*Task goal*
Up to and including the line with "delivers to every", return every line from the start of the entries below exactly.

====== Supplied data

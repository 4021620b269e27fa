// SPDX-License-Identifier: BUSL-1.1
// Copyright (c) 2026 Alfred Jean LLC

//! Synchronous, filter-based event dispatch.
//!
//! `publish` delivers to every matching subscription in subscription order,
//! on the calling thread, before returning. Handler failures are logged and
//! swallowed so one misbehaving subscriber never starves the rest. The
//! handler list is snapshotted before dispatch, which makes re-entrant
//! `publish`/`subscribe`/`unsubscribe` from inside a handler safe: a nested
//! publish runs to completion before the outer dispatch resumes.
//!
//! Ordering holds per thread only. Multi-producer hosts serialize their
//! calls; the bus adds no locking beyond its own subscription list.

use crate::event::Event;
use crate::id::{EntityId, LocationId};
use crate::tree::SharedTree;
use parking_lot::Mutex;
use smol_str::SmolStr;
use std::sync::Arc;

/// Errors a handler may surface. Logged, never propagated to the publisher.
pub type HandlerError = Box<dyn std::error::Error + Send + Sync + 'static>;

type Handler = Arc<dyn Fn(&Event) -> Result<(), HandlerError> + Send + Sync>;

/// Opaque handle returned by `subscribe`, usable for `unsubscribe`.
#[derive(Debug, Clone, Copy, PartialEq, Eq, Hash)]
pub struct SubscriptionId(u64);

impl std::fmt::Display for SubscriptionId {
    fn fmt(&self, f: &mut std::fmt::Formatter<'_>) -> std::fmt::Result {
        write!(f, "sub-{}", self.0)
    }
}

/// Matching criteria for a subscription. Every present constraint must
/// hold; an empty filter matches everything.
#[derive(Clone, Default)]
pub struct EventFilter {
    event_type: Option<SmolStr>,
    event_type_prefix: Option<SmolStr>,
    source: Option<SmolStr>,
    location: Option<LocationId>,
    entity: Option<EntityId>,
    ancestors_of: Option<LocationId>,
    descendants_of: Option<LocationId>,
}

impl EventFilter {
    pub fn new() -> Self {
        Self::default()
    }

    crate::setters! {
        option {
            event_type: SmolStr,
            event_type_prefix: SmolStr,
            source: SmolStr,
            location: LocationId,
            entity: EntityId,
            ancestors_of: LocationId,
            descendants_of: LocationId,
        }
    }

    /// The tree-aware predicates (`ancestors_of`, `descendants_of`) are
    /// inclusive of the named Location and need an attached tree; without
    /// one they never match.
    fn matches(&self, event: &Event, tree: Option<&SharedTree>) -> bool {
        if let Some(t) = &self.event_type {
            if event.event_type != *t {
                return false;
            }
        }
        if let Some(prefix) = &self.event_type_prefix {
            if !event.event_type.starts_with(prefix.as_str()) {
                return false;
            }
        }
        if let Some(source) = &self.source {
            if event.source != *source {
                return false;
            }
        }
        if let Some(location) = &self.location {
            if event.location_id.as_ref() != Some(location) {
                return false;
            }
        }
        if let Some(entity) = &self.entity {
            if event.entity_id.as_ref() != Some(entity) {
                return false;
            }
        }
        if let Some(anchor) = &self.ancestors_of {
            if !Self::in_lineage(event, tree, anchor, Lineage::Ancestors) {
                return false;
            }
        }
        if let Some(anchor) = &self.descendants_of {
            if !Self::in_lineage(event, tree, anchor, Lineage::Descendants) {
                return false;
            }
        }
        true
    }

    fn in_lineage(
        event: &Event,
        tree: Option<&SharedTree>,
        anchor: &LocationId,
        lineage: Lineage,
    ) -> bool {
        let Some(event_location) = &event.location_id else {
            return false;
        };
        if event_location == anchor {
            return true;
        }
        let Some(tree) = tree else {
            tracing::debug!(%anchor, "tree-aware filter with no tree attached never matches");
            return false;
        };
        let tree = tree.lock();
        match lineage {
            Lineage::Ancestors => {
                tree.ancestors_of(anchor).iter().any(|l| &l.id == event_location)
            }
            Lineage::Descendants => {
                tree.descendants_of(anchor).iter().any(|l| &l.id == event_location)
            }
        }
    }
}

#[derive(Clone, Copy)]
enum Lineage {
    Ancestors,
    Descendants,
}

#[derive(Clone)]
struct Subscription {
    id: SubscriptionId,
    filter: EventFilter,
    handler: Handler,
}

/// The event bus. Cheap to share behind an `Arc`.
pub struct EventBus {
    subscriptions: Mutex<Vec<Subscription>>,
    next_id: Mutex<u64>,
    tree: Option<SharedTree>,
}

impl Default for EventBus {
    fn default() -> Self {
        Self::new()
    }
}

impl EventBus {
    /// A bus with no tree attached; tree-aware filters never match.
    pub fn new() -> Self {
        Self { subscriptions: Mutex::new(Vec::new()), next_id: Mutex::new(0), tree: None }
    }

    /// A bus whose ancestor/descendant filters consult the given tree.
    pub fn with_tree(tree: SharedTree) -> Self {
        Self { subscriptions: Mutex::new(Vec::new()), next_id: Mutex::new(0), tree: Some(tree) }
    }

    pub fn subscribe(
        &self,
        filter: EventFilter,
        handler: impl Fn(&Event) -> Result<(), HandlerError> + Send + Sync + 'static,
    ) -> SubscriptionId {
        let id = {
            let mut next = self.next_id.lock();
            *next += 1;
            SubscriptionId(*next)
        };
        self.subscriptions.lock().push(Subscription { id, filter, handler: Arc::new(handler) });
        id
    }

    /// Returns true if the subscription existed.
    pub fn unsubscribe(&self, id: SubscriptionId) -> bool {
        let mut subs = self.subscriptions.lock();
        let before = subs.len();
        subs.retain(|s| s.id != id);
        subs.len() != before
    }

    pub fn subscription_count(&self) -> usize {
        self.subscriptions.lock().len()
    }

    /// Dispatch to every matching subscription, in subscription order.
    ///
    /// Each handler invocation is isolated: a failure is logged with the
    /// subscription id and event type, then skipped.
    pub fn publish(&self, event: &Event) {
        let snapshot: Vec<Subscription> = self.subscriptions.lock().clone();
        for sub in &snapshot {
            if !sub.filter.matches(event, self.tree.as_ref()) {
                continue;
            }
            if let Err(error) = (sub.handler)(event) {
                tracing::warn!(
                    subscription = %sub.id,
                    event_type = %event.event_type,
                    %error,
                    "event handler failed; skipping"
                );
            }
        }
    }
}

#[cfg(test)]
#[path = "bus_tests.rs"]
mod tests;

============

*Answer for the task*
repository 4021620b269e27fa
// SPDX-License-Identifier: BUSL-1.1
// Copyright (c) 2026 Alfred Jean LLC

//! Synchronous, filter-based event dispatch.
//!
//! `publish` delivers to every matching subscription in subscription order,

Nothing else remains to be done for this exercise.